Executing a package outside of debug mode opens a command prompt, as shown in Figure 1-15, and runs the dtexec.exe utility. You can tell the package successfully executed by the DTSER_SUCCESS code at the end of the execution. You can also see how fast each task and container executed after each item completes in the command window, or how fast the entire package executed, which is shown at the bottom of the command line execution output (in the command window).

image from book
Figure 1-15: Execution of the dtexec.exe utility

Containers

With the package now complete, you could make it more advanced and cleaner by wrapping certain functionalities in containers. Containers help you group tasks logically together but also have other functionalities. There are three types of containers that you’ll typically need to be concerned with:

Sequence
ForLoop
ForEach Loop

There is actually a fourth type of container called TaskHost, which wraps every task behind the scenes.

The Sequence container group simply groups tasks visually inside a collapsible box, as shown in Figure 1-16. In this figure, Prepare OS and Set Variables will execute sequentially before allowing the Create Product File Task to execute. Sequence containers help you to clean up and abstract the details of your control flow, since you can minimize a container if you don’t care about the complexity of what’s happening inside the container. Events bubble up to the container, so if a failure occurs in a task, it will fail the parent container by default.

image from book
Figure 1-16: Sequence container grouping tasks together into a box

Sequence containers aren’t just for looks though. You can also isolate transactions to a container so that if a problem occurs in a data task, you can roll back any other data action that had occurred in the container if it’s participating in the container transaction. You can also log or create event handlers on anything in the container.

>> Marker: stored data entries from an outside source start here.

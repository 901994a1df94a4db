//! SSH connection profile of one emulator

use serde::{Deserialize, Serialize};
use std::fmt;
use std::path::PathBuf;

use crate::error::ConfigError;

/// Where the emulator's debug bridge is reachable and how to forward it
#[derive(Debug, Clone, PartialEq, Serialize, Deserialize)]
pub struct ConnectionProfile {
    /// SSH gateway host
    pub host: String,

    /// SSH gateway port
    #[serde(default = "default_ssh_port")]
    pub port: u16,

    /// SSH user
    pub username: String,

    /// Authentication material
    pub credential: Credential,

    /// Host name of the debug-bridge proxy as seen from the gateway
    #[serde(default = "default_remote_service")]
    pub remote_service: String,

    /// Debug-bridge port on the proxy
    #[serde(default = "default_remote_port")]
    pub remote_port: u16,

    /// Local end of the forward; must be unique per instance
    pub local_port: u16,
}

fn default_ssh_port() -> u16 {
    22
}

fn default_remote_service() -> String {
    "adb-proxy".to_string()
}

fn default_remote_port() -> u16 {
    5555
}

impl ConnectionProfile {
    /// `user@host`
    pub fn destination(&self) -> String {
        format!("{}@{}", self.username, self.host)
    }

    /// Argument of `ssh -L`
    pub fn forward_spec(&self) -> String {
        format!(
            "{}:{}:{}",
            self.local_port, self.remote_service, self.remote_port
        )
    }

    /// Substring that identifies this forward in a process listing
    pub fn forward_signature(&self) -> String {
        format!("{}:{}", self.local_port, self.remote_service)
    }

    /// Check required fields
    pub fn validate(&self) -> Result<(), ConfigError> {
        if self.host.trim().is_empty() {
            return Err(ConfigError::MissingField("profile.host".to_string()));
        }
        if self.username.trim().is_empty() {
            return Err(ConfigError::MissingField("profile.username".to_string()));
        }
        if self.remote_service.trim().is_empty() {
            return Err(ConfigError::MissingField(
                "profile.remote_service".to_string(),
            ));
        }
        if self.local_port == 0 {
            return Err(ConfigError::Invalid(
                "profile.local_port must be non-zero".to_string(),
            ));
        }
        self.credential.validate()
    }
}

/// SSH authentication material
#[derive(Clone, PartialEq, Serialize, Deserialize)]
#[serde(tag = "type", rename_all = "snake_case")]
pub enum Credential {
    /// Private key already on disk
    KeyFile { path: PathBuf },
    /// Inline private key, written to a private temp file while the tunnel is up
    Key { pem: String },
    /// Password, handed to `sshpass` through its environment
    Password { password: String },
}

impl Credential {
    fn validate(&self) -> Result<(), ConfigError> {
        match self {
            Credential::KeyFile { path } if path.as_os_str().is_empty() => Err(
                ConfigError::MissingField("profile.credential.path".to_string()),
            ),
            Credential::Key { pem } if pem.trim().is_empty() => Err(ConfigError::MissingField(
                "profile.credential.pem".to_string(),
            )),
            Credential::Password { password } if password.is_empty() => Err(
                ConfigError::MissingField("profile.credential.password".to_string()),
            ),
            _ => Ok(()),
        }
    }
}

impl fmt::Debug for Credential {
    fn fmt(&self, f: &mut fmt::Formatter<'_>) -> fmt::Result {
        match self {
            Credential::KeyFile { path } => f.debug_struct("KeyFile").field("path", path).finish(),
            Credential::Key { .. } => f.debug_struct("Key").field("pem", &"<redacted>").finish(),
            Credential::Password { .. } => f
                .debug_struct("Password")
                .field("password", &"<redacted>")
                .finish(),
        }
    }
}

ForLoop containers enable you to do a Do...While loop inside the control flow. Any task inside the ForLoop container will loop continuously until the while condition is no longer met. This comes in handy if you want to continuously loop until a variable is set to TRUE.

One of the most important types of container is the ForEach Loop container. With this container, you specify a collection of items to enumerate through, and then any items inside the container will loop until SSIS enumerates to the end of the collection. Out of the box, you can enumerate through a collection of files in a directory, records in a table, or a list of items that you type. There are other types of enumerators that you can specify, and you can even write your own enumerator.

It’s also important to note that after you place a set of tasks inside a container, they can only relate through precedence constraints to other tasks in the container. An individual task inside the container can never relate directly to anything else outside the container. The last thing to point out about containers is that you can embed containers inside containers.

Review Conclusion

Even though this walk-through only highlights the data flow and control flow, you still can see that SSIS is a broad-featured tool capable of a lot of diverse applications.

In the end, it’s all about the data-ensuring that the information is handled in the right way to meet your needs. This does not minimize the supporting requirements such as transactions handling, deployment, and execution monitoring, because these are important pieces to building a stable SSIS environment. When you take the primary data processing tasks and add in administration, error handling, scalability, testing, and deployment, the result is like juggling spinning plates. It’s no wonder why ETL consumes up to 70 percent of an enterprise data warehouse development effort.

You may know this already: If you can reduce the amount of time it takes to build an ETL solution (including the supporting architecture), then your projects are in a better position for success. This is the value proposition of SSIS-a tool that can integrate all the needed features for a complete ETL system in an architecture that is supportable and extendable. With the right tool and right architecture, more time can be spent on testing the data and presenting the data to the users.